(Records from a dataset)
#####

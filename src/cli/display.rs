// Copyright 2025-present Harīṣh Tummalachērla
// SPDX-License-Identifier: Apache-2.0

//! Terminal display utilities for the sitedex CLI.
//!
//! OneDark on dark terminals, One Light on light ones. Box drawing for the
//! `index` and `inspect` reports, kind badges and highlighted matches for
//! `search`. Colors are off under `NO_COLOR` or when stdout is not a TTY.
//!
//! # Theme detection order
//!
//! 1. `SITEDEX_THEME` env var ("dark" or "light")
//! 2. `COLORFGBG` env var (terminal background hint)
//! 3. macOS appearance (via defaults read)
//! 4. Default to dark theme

use std::sync::OnceLock;

use sitedex::search::highlight_spans;
use sitedex::types::DocKind;
use tracing::warn;

// Box drawing constants - width between │ and │ (excluding border chars)
pub const BOX_WIDTH: usize = 80;

/// Env var forcing the color theme
pub const THEME_ENV: &str = "SITEDEX_THEME";

// ═══════════════════════════════════════════════════════════════════════════
// THEME DETECTION
// ═══════════════════════════════════════════════════════════════════════════

/// Terminal color theme
#[derive(Debug, Clone, Copy, PartialEq, Eq)]
pub enum Theme {
    Dark,
    Light,
}

/// Cached theme detection result
static THEME: OnceLock<Theme> = OnceLock::new();

/// Detect terminal theme from environment
fn detect_theme() -> Theme {
    // 1. Explicit override via SITEDEX_THEME
    if let Ok(theme) = std::env::var(THEME_ENV) {
        match theme.to_lowercase().as_str() {
            "light" | "l" => return Theme::Light,
            "dark" | "d" => return Theme::Dark,
            _ => {}
        }
    }

    // 2. COLORFGBG (format: "fg;bg" where bg > 6 typically means light)
    // Set by some terminals like xterm, rxvt
    if let Ok(colorfgbg) = std::env::var("COLORFGBG") {
        if let Some(bg) = colorfgbg.split(';').next_back() {
            if let Ok(bg_num) = bg.parse::<u8>() {
                // Colors 0-6 are typically dark, 7+ are light
                // 15 = white, 0 = black
                if bg_num >= 7 && bg_num != 8 {
                    return Theme::Light;
                }
            }
        }
    }

    // 3. macOS: Check system appearance
    #[cfg(target_os = "macos")]
    {
        if let Ok(output) = std::process::Command::new("defaults")
            .args(["read", "-g", "AppleInterfaceStyle"])
            .output()
        {
            // "Dark" means dark mode; absence or error means light mode
            let stdout = String::from_utf8_lossy(&output.stdout);
            if !stdout.contains("Dark") && output.status.success() {
                return Theme::Light;
            }
        }
    }

    // 4. Default to dark (most developer terminals)
    Theme::Dark
}

/// Get the current theme (cached)
pub fn theme() -> Theme {
    *THEME.get_or_init(detect_theme)
}

// ═══════════════════════════════════════════════════════════════════════════
// ONEDARK / ONE LIGHT COLOR PALETTES (True Color)
// ═══════════════════════════════════════════════════════════════════════════
//
// OneDark: https://github.com/joshdick/onedark.vim
// One Light: https://github.com/sonph/onehalf

/// True color escape sequence helper
fn rgb(r: u8, g: u8, b: u8) -> String {
    format!("\x1b[38;2;{};{};{}m", r, g, b)
}

pub mod colors {
    pub const RESET: &str = "\x1b[0m";
    pub const BOLD: &str = "\x1b[1m";
    pub const DIM: &str = "\x1b[2m";
}

pub use colors::*;

/// OneDark palette
mod onedark {
    pub const RED: (u8, u8, u8) = (224, 108, 117);     // #e06c75
    pub const GREEN: (u8, u8, u8) = (152, 195, 121);   // #98c379
    pub const YELLOW: (u8, u8, u8) = (229, 192, 123);  // #e5c07b
    pub const BLUE: (u8, u8, u8) = (97, 175, 239);     // #61afef
    pub const MAGENTA: (u8, u8, u8) = (198, 120, 221); // #c678dd
    pub const CYAN: (u8, u8, u8) = (86, 182, 194);     // #56b6c2
    pub const GRAY: (u8, u8, u8) = (92, 99, 112);      // #5c6370
    pub const BRIGHT_GREEN: (u8, u8, u8) = (166, 226, 46);
    pub const BRIGHT_YELLOW: (u8, u8, u8) = (255, 215, 0);
    pub const BRIGHT_CYAN: (u8, u8, u8) = (102, 217, 239);
}

/// One Light palette
mod onelight {
    pub const RED: (u8, u8, u8) = (228, 86, 73);       // #e45649
    pub const GREEN: (u8, u8, u8) = (80, 161, 79);     // #50a14f
    pub const YELLOW: (u8, u8, u8) = (193, 132, 1);    // #c18401
    pub const BLUE: (u8, u8, u8) = (64, 120, 242);     // #4078f2
    pub const MAGENTA: (u8, u8, u8) = (166, 38, 164);  // #a626a4
    pub const CYAN: (u8, u8, u8) = (1, 132, 188);      // #0184bc
    pub const GRAY: (u8, u8, u8) = (160, 161, 167);    // #a0a1a7
    pub const BRIGHT_GREEN: (u8, u8, u8) = (68, 140, 39);
    pub const BRIGHT_YELLOW: (u8, u8, u8) = (152, 104, 1);
    pub const BRIGHT_CYAN: (u8, u8, u8) = (1, 112, 158);
}

// ═══════════════════════════════════════════════════════════════════════════
// THEME-AWARE COLOR ACCESSORS
// ═══════════════════════════════════════════════════════════════════════════

macro_rules! theme_color {
    ($name:ident) => {
        #[allow(non_snake_case)]
        pub fn $name() -> String {
            let (r, g, b) = match theme() {
                Theme::Dark => onedark::$name,
                Theme::Light => onelight::$name,
            };
            rgb(r, g, b)
        }
    };
}

theme_color!(RED);
theme_color!(GREEN);
theme_color!(YELLOW);
theme_color!(BLUE);
theme_color!(MAGENTA);
theme_color!(CYAN);
theme_color!(GRAY);
theme_color!(BRIGHT_GREEN);
theme_color!(BRIGHT_YELLOW);
theme_color!(BRIGHT_CYAN);

// ═══════════════════════════════════════════════════════════════════════════
// CORE UTILITIES
// ═══════════════════════════════════════════════════════════════════════════

/// Check if colors should be used (TTY detection)
pub fn use_colors() -> bool {
    // Respect NO_COLOR standard
    if std::env::var("NO_COLOR").is_ok() {
        return false;
    }
    atty::is(atty::Stream::Stdout)
}

/// Apply multiple styles
pub fn styled(styles: &[&str], text: &str) -> String {
    if use_colors() {
        format!("{}{}{}", styles.join(""), text, RESET)
    } else {
        text.to_string()
    }
}

/// Apply theme color with optional modifiers
pub fn themed(color_fn: fn() -> String, modifiers: &[&str], text: &str) -> String {
    if use_colors() {
        format!("{}{}{}{}", modifiers.join(""), color_fn(), text, RESET)
    } else {
        text.to_string()
    }
}

/// Calculate visible length (excluding ANSI codes)
pub fn visible_len(s: &str) -> usize {
    let mut in_escape = false;
    let mut len = 0;
    for c in s.chars() {
        if c == '\x1b' {
            in_escape = true;
        } else if in_escape && c == 'm' {
            in_escape = false;
        } else if !in_escape {
            len += 1;
        }
    }
    len
}

// ═══════════════════════════════════════════════════════════════════════════
// BOX DRAWING
// ═══════════════════════════════════════════════════════════════════════════

/// Print a content line: │ content          │
pub fn row(content: &str) {
    let border = GRAY();
    let len = visible_len(content);
    let pad = BOX_WIDTH.saturating_sub(len);
    println!(
        "{}│{}{}{}{}│{}",
        border,
        RESET,
        content,
        " ".repeat(pad),
        border,
        RESET
    );
}

/// Print section header: ┌─ LABEL ──────────┐
pub fn section_top(label: &str) {
    let border = GRAY();
    let colored_label = themed(CYAN, &[BOLD], label);
    let label_part = format!("─ {} ", colored_label);
    let remaining = BOX_WIDTH - visible_len(&label_part);
    println!(
        "{}┌{}{}{}{}┐{}",
        border,
        RESET,
        label_part,
        border,
        "─".repeat(remaining),
        RESET
    );
}

/// Print section divider: ├─ LABEL ──────────┤
pub fn section_mid(label: &str) {
    let border = GRAY();
    let colored_label = themed(CYAN, &[BOLD], label);
    let label_part = format!("─ {} ", colored_label);
    let remaining = BOX_WIDTH - visible_len(&label_part);
    println!(
        "{}├{}{}{}─{}┤{}",
        border,
        RESET,
        label_part,
        border,
        "─".repeat(remaining - 1),
        RESET
    );
}

/// Print section footer: └──────────────────┘
pub fn section_bot() {
    let border = GRAY();
    println!("{}└{}┘{}", border, "─".repeat(BOX_WIDTH), RESET);
}

/// Print double-line header: ╔══════════════════╗
pub fn double_header() {
    let border = BLUE();
    println!("{}╔{}╗{}", border, "═".repeat(BOX_WIDTH), RESET);
}

/// Print double-line divider: ╠══════════════════╣
pub fn double_divider() {
    let border = BLUE();
    println!("{}╠{}╣{}", border, "═".repeat(BOX_WIDTH), RESET);
}

/// Print double-line footer: ╚══════════════════╝
pub fn double_footer() {
    let border = BLUE();
    println!("{}╚{}╝{}", border, "═".repeat(BOX_WIDTH), RESET);
}

/// Print centered content line: ║      TEXT        ║
pub fn row_double(content: &str) {
    let border = BLUE();
    let len = visible_len(content);
    let pad = BOX_WIDTH.saturating_sub(len);
    println!(
        "{}║{}{}{}{}║{}",
        border,
        RESET,
        content,
        " ".repeat(pad),
        border,
        RESET
    );
}

/// Print centered title with bold
pub fn title(text: &str) {
    let border = BLUE();
    let colored = themed(BRIGHT_CYAN, &[BOLD], text);
    let len = visible_len(&colored);
    let total_pad = BOX_WIDTH.saturating_sub(len);
    let left_pad = total_pad / 2;
    let right_pad = total_pad - left_pad;
    println!(
        "{}║{}{}{}{}{}║{}",
        border,
        RESET,
        " ".repeat(left_pad),
        colored,
        " ".repeat(right_pad),
        border,
        RESET
    );
}

// ═══════════════════════════════════════════════════════════════════════════
// SEMANTIC FORMATTERS
// ═══════════════════════════════════════════════════════════════════════════

/// Color-coded document kind badge
pub fn kind_badge(kind: DocKind) -> String {
    let label = format!("[{}]", kind.label());
    if !use_colors() {
        return label;
    }
    let color = match kind {
        DocKind::Project => BLUE(),
        DocKind::LabNote => MAGENTA(),
        DocKind::Other => GRAY(),
    };
    format!("{}{}{}", color, label, RESET)
}

/// Format savings percentage with color
pub fn savings_colored(raw: usize, compressed: usize) -> String {
    if raw == 0 {
        return themed(GRAY, &[], "   N/A");
    }
    let saved_pct = (1.0 - compressed as f64 / raw as f64) * 100.0;
    if saved_pct.abs() < 0.5 {
        themed(GRAY, &[], "    0%")
    } else if saved_pct > 0.0 {
        themed(GREEN, &[BOLD], &format!("{:>5.0}%", saved_pct))
    } else {
        themed(RED, &[BOLD], &format!("{:>+5.0}%", saved_pct))
    }
}

/// Left-pad a styled string to a fixed visible width
pub fn pad_left(s: &str, width: usize) -> String {
    let visible = visible_len(s);
    if visible >= width {
        s.to_string()
    } else {
        format!("{}{}", " ".repeat(width - visible), s)
    }
}

/// Right-pad a styled string to a fixed visible width
pub fn pad_right(s: &str, width: usize) -> String {
    let visible = visible_len(s);
    if visible >= width {
        s.to_string()
    } else {
        format!("{}{}", s, " ".repeat(width - visible))
    }
}

/// Format bytes as human-readable size
pub fn format_size(bytes: usize) -> String {
    if bytes >= 1024 * 1024 {
        format!("{:.1} MB", bytes as f64 / 1024.0 / 1024.0)
    } else if bytes >= 1024 {
        format!("{:.1} KB", bytes as f64 / 1024.0)
    } else {
        format!("{} B", bytes)
    }
}

/// Truncate to `max_chars` visible characters, adding ... if cut
pub fn truncate(text: &str, max_chars: usize) -> String {
    if text.chars().count() <= max_chars {
        text.to_string()
    } else {
        let kept: String = text.chars().take(max_chars.saturating_sub(3)).collect();
        format!("{}...", kept)
    }
}

/// Color-coded score value. Long-token matches score 2, so 4+ is strong.
pub fn score_value(score: u32) -> String {
    if !use_colors() {
        return format!("{:>4}", score);
    }
    let color = if score >= 6 {
        BRIGHT_GREEN()
    } else if score >= 4 {
        GREEN()
    } else if score >= 2 {
        YELLOW()
    } else {
        GRAY()
    };
    format!("{}{:>4}{}", color, score, RESET)
}

/// Query matches in bold yellow; plain text if the pattern can't be built
pub fn highlight_terminal(text: &str, query: &str) -> String {
    match highlight_spans(text, query) {
        Ok(spans) => spans
            .iter()
            .map(|span| {
                if span.matched {
                    themed(BRIGHT_YELLOW, &[BOLD], span.text)
                } else {
                    span.text.to_string()
                }
            })
            .collect(),
        Err(e) => {
            warn!(error = %e, "printing result without highlighting");
            text.to_string()
        }
    }
}

// ═══════════════════════════════════════════════════════════════════════════
// TESTS
// ═══════════════════════════════════════════════════════════════════════════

#####

Exercise instructions:
From the line containing "4+ is strong." to the last line of the records above, please write out every line exactly and add nothing.

Task result:
/// Color-coded score value. Long-token matches score 2, so 4+ is strong.
pub fn score_value(score: u32) -> String {
    if !use_colors() {
        return format!("{:>4}", score);
    }
    let color = if score >= 6 {
        BRIGHT_GREEN()
    } else if score >= 4 {
        GREEN()
    } else if score >= 2 {
        YELLOW()
    } else {
        GRAY()
    };
    format!("{}{:>4}{}", color, score, RESET)
}

/// Query matches in bold yellow; plain text if the pattern can't be built
pub fn highlight_terminal(text: &str, query: &str) -> String {
    match highlight_spans(text, query) {
        Ok(spans) => spans
            .iter()
            .map(|span| {
                if span.matched {
                    themed(BRIGHT_YELLOW, &[BOLD], span.text)
                } else {
                    span.text.to_string()
                }
            })
            .collect(),
        Err(e) => {
            warn!(error = %e, "printing result without highlighting");
            text.to_string()
        }
    }
}

// ═══════════════════════════════════════════════════════════════════════════
// TESTS
// ═══════════════════════════════════════════════════════════════════════════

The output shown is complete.